Le gouvernement met de côté la promesse d’une réforme électorale

Nous devrions l’avoir vu en octobre dernier, lorsque Justin Trudeau a déclaré au journal Le Devoir qu’il n’avait plus la même appétit pour la réforme électorale qu’il avait lorsque les conservateurs étaient au pouvoir. Ce qu’il voulait probablement dire, c’est que les libéraux n’ont plus envie de changer un système qui vient de leur donner un gouvernement majoritaire avec seulement 40 % du vote populaire et que les mathématiques électorales, qu’ils trouvaient si imparfaites lorsqu’elles penchaient en faveur de Stephen Harper, sont tout à fait acceptables quand elles leur sont favorables.

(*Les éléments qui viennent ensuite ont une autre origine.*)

//! Typed pose landmark sets.
//!
//! Only the wrist landmarks are consumed by the classifier, but the full set is kept so hosts
//! can query other reference points without a second conversion.

use anyhow::bail;

use crate::hand::Side;
use crate::landmark::{Landmark, Landmarks};

/// Number of pose landmarks produced by the detector.
pub const POSE_LANDMARK_COUNT: usize = 33;

/// Some detector variants append 6 auxiliary landmarks used for region tracking.
const AUX_LANDMARK_COUNT: usize = 6;

/// Presence score below which a landmark is treated as not detected.
pub const PRESENCE_THRESHOLD: f32 = 0.5;

/// Names for the pose landmarks, in detector output order.
#[derive(Debug, Clone, Copy, PartialEq, Eq)]
pub enum PoseLandmark {
    Nose = 0,
    LeftEyeInner = 1,
    LeftEye = 2,
    LeftEyeOuter = 3,
    RightEyeInner = 4,
    RightEye = 5,
    RightEyeOuter = 6,
    LeftEar = 7,
    RightEar = 8,
    MouthLeft = 9,
    MouthRight = 10,
    LeftShoulder = 11,
    RightShoulder = 12,
    LeftElbow = 13,
    RightElbow = 14,
    LeftWrist = 15,
    RightWrist = 16,
    LeftPinky = 17,
    RightPinky = 18,
    LeftIndex = 19,
    RightIndex = 20,
    LeftThumb = 21,
    RightThumb = 22,
    LeftHip = 23,
    RightHip = 24,
    LeftKnee = 25,
    RightKnee = 26,
    LeftAnkle = 27,
    RightAnkle = 28,
    LeftHeel = 29,
    RightHeel = 30,
    LeftFootIndex = 31,
    RightFootIndex = 32,
}

/// The pose landmarks of one detected body.
#[derive(Debug, Clone, PartialEq)]
pub struct PoseLandmarks {
    landmarks: Landmarks,
}

impl PoseLandmarks {
    /// Wraps a raw landmark collection, rejecting it unless it has the expected entry count.
    ///
    /// Both the 33-landmark output of the high-level detector and the 39-landmark raw network
    /// output (which appends auxiliary tracking landmarks) are accepted. Auxiliary landmarks are
    /// not addressable through [`PoseLandmark`].
    pub fn new(landmarks: Landmarks) -> anyhow::Result<Self> {
        let len = landmarks.len();
        if len != POSE_LANDMARK_COUNT && len != POSE_LANDMARK_COUNT + AUX_LANDMARK_COUNT {
            bail!(
                "pose detection has {} landmarks (expected {} or {})",
                len,
                POSE_LANDMARK_COUNT,
                POSE_LANDMARK_COUNT + AUX_LANDMARK_COUNT,
            );
        }
        Ok(Self { landmarks })
    }

    /// Converts raw detector positions into a typed landmark set.
    pub fn from_positions(positions: &[[f32; 3]]) -> anyhow::Result<Self> {
        Self::new(positions.iter().map(|&pos| Landmark::new(pos)).collect())
    }

    pub fn get(&self, landmark: PoseLandmark) -> Landmark {
        self.landmarks.get(landmark as usize)
    }

    pub fn pose_landmarks(&self) -> impl Iterator<Item = Landmark> + '_ {
        (0..POSE_LANDMARK_COUNT).map(|i| self.landmarks.get(i))
    }

    /// Returns the wrist reference point for `side`, if the detector considers it present.
    ///
    /// A wrist with a presence score below [`PRESENCE_THRESHOLD`] is reported as absent.
    /// Detectors that emit no presence data have all landmarks treated as present.
    pub fn wrist(&self, side: Side) -> Option<Landmark> {
        let lm = match side {
            Side::Left => self.get(PoseLandmark::LeftWrist),
            Side::Right => self.get(PoseLandmark::RightWrist),
        };
        match lm.presence() {
            Some(presence) if presence < PRESENCE_THRESHOLD => None,
            _ => Some(lm),
        }
    }
}

#[cfg(test)]
mod tests {
    use super::*;

    fn pose_with_presence(left: f32, right: f32) -> PoseLandmarks {
        let mut landmarks = Landmarks::new(POSE_LANDMARK_COUNT);
        for i in 0..POSE_LANDMARK_COUNT {
            landmarks.set(i, Landmark::new([0.5, 0.5, 0.0]).with_presence(1.0));
        }
        landmarks.set(
            PoseLandmark::LeftWrist as usize,
            Landmark::new([0.3, 0.6, 0.0]).with_presence(left),
        );
        landmarks.set(
            PoseLandmark::RightWrist as usize,
            Landmark::new([0.7, 0.6, 0.0]).with_presence(right),
        );
        PoseLandmarks::new(landmarks).unwrap()
    }

    #[test]
    fn test_rejects_malformed_detection() {
        assert!(PoseLandmarks::from_positions(&[[0.0; 3]; 10]).is_err());
        assert!(PoseLandmarks::from_positions(&[[0.0; 3]; 33]).is_ok());
        assert!(PoseLandmarks::from_positions(&[[0.0; 3]; 39]).is_ok());
    }

    #[test]
    fn test_wrist_presence_gating() {
        let pose = pose_with_presence(0.9, 0.1);
        assert_eq!(
            pose.wrist(Side::Left).map(|lm| lm.position()),
            Some([0.3, 0.6, 0.0]),
        );
        assert_eq!(pose.wrist(Side::Right), None);
    }

    #[test]
    fn test_wrist_without_presence_data_is_present() {
        let pose = PoseLandmarks::from_positions(&[[0.5, 0.5, 0.0]; 33]).unwrap();
        assert!(pose.wrist(Side::Left).is_some());
        assert!(pose.wrist(Side::Right).is_some());
    }
}
pub mod flame;
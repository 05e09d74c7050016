use std::path::Path;
use anyhow::Error;
use ndarray::Array3;
use opencv::core::{Mat, MatTraitConst, Vec3b};
use opencv::imgcodecs::{imread, IMREAD_COLOR};
use crate::error::DatasetError;

/// read_image decodes an image file into a BGR matrix.
///
/// # Arguments
/// * `path` - path of the image
///
/// # Returns
/// * `Result<Mat, Error>`
pub fn read_image<P: AsRef<Path>>(path: P) -> Result<Mat, Error> {
    let path = path.as_ref();
    let filename = path.to_str().ok_or(DatasetError::ImageUnreadable { path: path.to_path_buf() })?;
    let img = imread(filename, IMREAD_COLOR)?;
    if img.empty() {
        return Err(DatasetError::ImageUnreadable { path: path.to_path_buf() }.into())
    }
    Ok(img)
}

/// convert_mat_to_normalized_ndarray copies an 8-bit, 3-channel matrix into a
/// `(rows, cols, 3)` array scaled to `[0, 1]`, channel order unchanged.
pub fn convert_mat_to_normalized_ndarray(img: &Mat) -> Result<Array3<f32>, Error> {
    let rows = img.rows() as usize;
    let cols = img.cols() as usize;
    let mut im_tensor = Array3::<f32>::zeros((rows, cols, 3usize));

    for y in 0..rows {
        for x in 0..cols {
            let pixel = img.at_2d::<Vec3b>(y as i32, x as i32)?;
            for c in 0..3 {
                im_tensor[[y, x, c]] = pixel[c] as f32 / 255.0;
            }
        }
    }
    Ok(im_tensor)
}
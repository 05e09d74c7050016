pub mod face_align;
pub mod face_detection;
pub mod face_landmark;
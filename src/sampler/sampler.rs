use anyhow::Error;
use ndarray_rand::rand::seq::index;
use ndarray_rand::rand::Rng;
use crate::error::DatasetError;

/// Sampler picks which images of an actor go into one draw.
///
/// Evaluation ignores the configured K: it always takes the first `min(min_k, eval_max_k)`
/// images so evaluation draws are reproducible.
#[derive(Debug, Clone, PartialEq)]
pub struct Sampler {
    k: usize,
    is_eval: bool,
    eval_k: usize,
}

impl Sampler {
    pub fn new(k: usize, is_eval: bool, min_k: usize, eval_max_k: usize) -> Self {
        Sampler {
            k,
            is_eval,
            eval_k: min_k.min(eval_max_k),
        }
    }

    /// Number of images a draw asks for, the batch size of the replicated FLAME parameters.
    pub fn sample_size(&self) -> usize {
        if self.is_eval {
            self.eval_k
        } else {
            self.k
        }
    }

    pub fn is_eval(&self) -> bool {
        self.is_eval
    }

    /// select_indices returns the image indices of one draw.
    ///
    /// # Arguments
    /// * `actor` - actor name, used for error reporting
    /// * `available` - number of images of the actor
    /// * `rng` - random source for training draws
    ///
    /// # Returns
    /// * `Result<Vec<usize>, Error>`
    pub fn select_indices<R: Rng + ?Sized>(&self, actor: &str, available: usize, rng: &mut R) -> Result<Vec<usize>, Error> {
        if self.is_eval {
            return Ok((0..self.eval_k.min(available)).collect())
        }

        if self.k > available {
            return Err(DatasetError::NotEnoughImages {
                actor: actor.to_string(),
                requested: self.k,
                available,
            }.into())
        }
        Ok(index::sample(rng, available, self.k).into_vec())
    }
}
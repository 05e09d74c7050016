use anyhow::Error;
use ndarray::Array2;
use opencv::core::Mat;

/// A facial landmark model, shared by every sample request.
pub trait LandmarkDetector: Send + Sync {
    /// get_landmarks returns one `(points, 2 or 3)` array per face found in the image.
    fn get_landmarks(&self, img: &Mat) -> Result<Vec<Array2<f32>>, Error>;
}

Le premier ministre n’a pas tardé à revenir sur ses propos parce-que cela donnait une si mauvaise impression. Le Comité spécial sur la réforme électorale n’avait alors même pas fait rapport au Parlement après avoir passé des mois à consulter les Canadiens. Toutefois, l’empressement que le gouvernement avait pris à former le Comité était sans doute le premier indice de son manque d’engagement à l’égard de la réforme électorale.

Les Canadiens peuvent être excusés de penser autrement parce que les Libéraux ont bel et bien affirmé qu’ils allaient changer le système. Il s’agissait d’un volet important de leur plate-forme électoral et du discours du Trône qui a établi les bases de la législature actuelle. Mis à part le dérapage d’octobre, le Premier Ministre est resté fidèle au message et il a persisté à parler de réforme électorale durant les assemblées publiques qui ont précédé la session parlementaire actuelle. Or, tout a changé avec la lettre de mandat pour le nouveau ministre des Institutions Démocratiques, affirmant que le gouvernement laisse tomber la réforme électorale.

Les députés qui avaient passé la dernière année à travailler au sein du Comité ont subi un choc terrible. Les Néo-Démocrates et les Verts ont également fait  de la réforme électorale  une pierre angulaire de leurs plates-formes électorales. Il semble maintenant que les libéraux ne l’ont inclus dans leur campagne que pour attirer les électeurs. De toute façon, que plus de 60 % des votes exprimés en 2015 sont allés à des partis qui avaient déclaré ouvertement qu’ils changeraient le système pour faire en sorte que, pour reprendre les mots du Premier Ministre, « chaque vote compte ».

Le gouvernement prétend qu'ils ne parviennent pas à trouver un consensus sur la question, mais leur sondage qui a suivi la recommandation du comité pour la représentation proportionnelle a été largement critiquée d’être vague. De plus, il n'a jamais été clair qu'ils étaient à la recherche d'un consensus tout au long du processus et avec l'enquête en particulier.

Le problème sera maintenant de gérer le cynisme des électeurs qui pensaient que le gouvernement allait modifier un système injuste. Si les Canadiens ont besoin qu’on leur rappelle à quel point le système reflète la mal volonté de l’électeur, ils n’ont qu’à songer aux élections de 1993. Le Bloc québécois avait alors réussi à devenir l’Opposition Officielle, en se classant deuxième pour le nombre de sièges au Parlement, mais quatrième sur le plan du vote populaire. En même temps, le NPD avait remporté quatre fois plus de sièges que les conservateurs, même si ces derniers avaient obtenu plus d’un million de votes de plus.

Les promesses d’une réforme électorale étaient considérées comme faisant partie d’une plate-forme progressiste, et c’est ce qui a incité davantage de personnes à voter lors des dernières élections. Faire marche arrière sera perçu comme une trahison envers les Canadiens qui croyaient avoir voté pour changer la façon de faire de la politique. Au lieu de corriger les défaillances de notre système électoral au profit de tous les Canadiens, les Libéraux se contentent de ne rien faire parce qu’ils les aide maintenant. C’est une façon cynique de faire de la politique, et cela risque de diminuer le taux de participation électorale. Les Canadiens méritent mieux.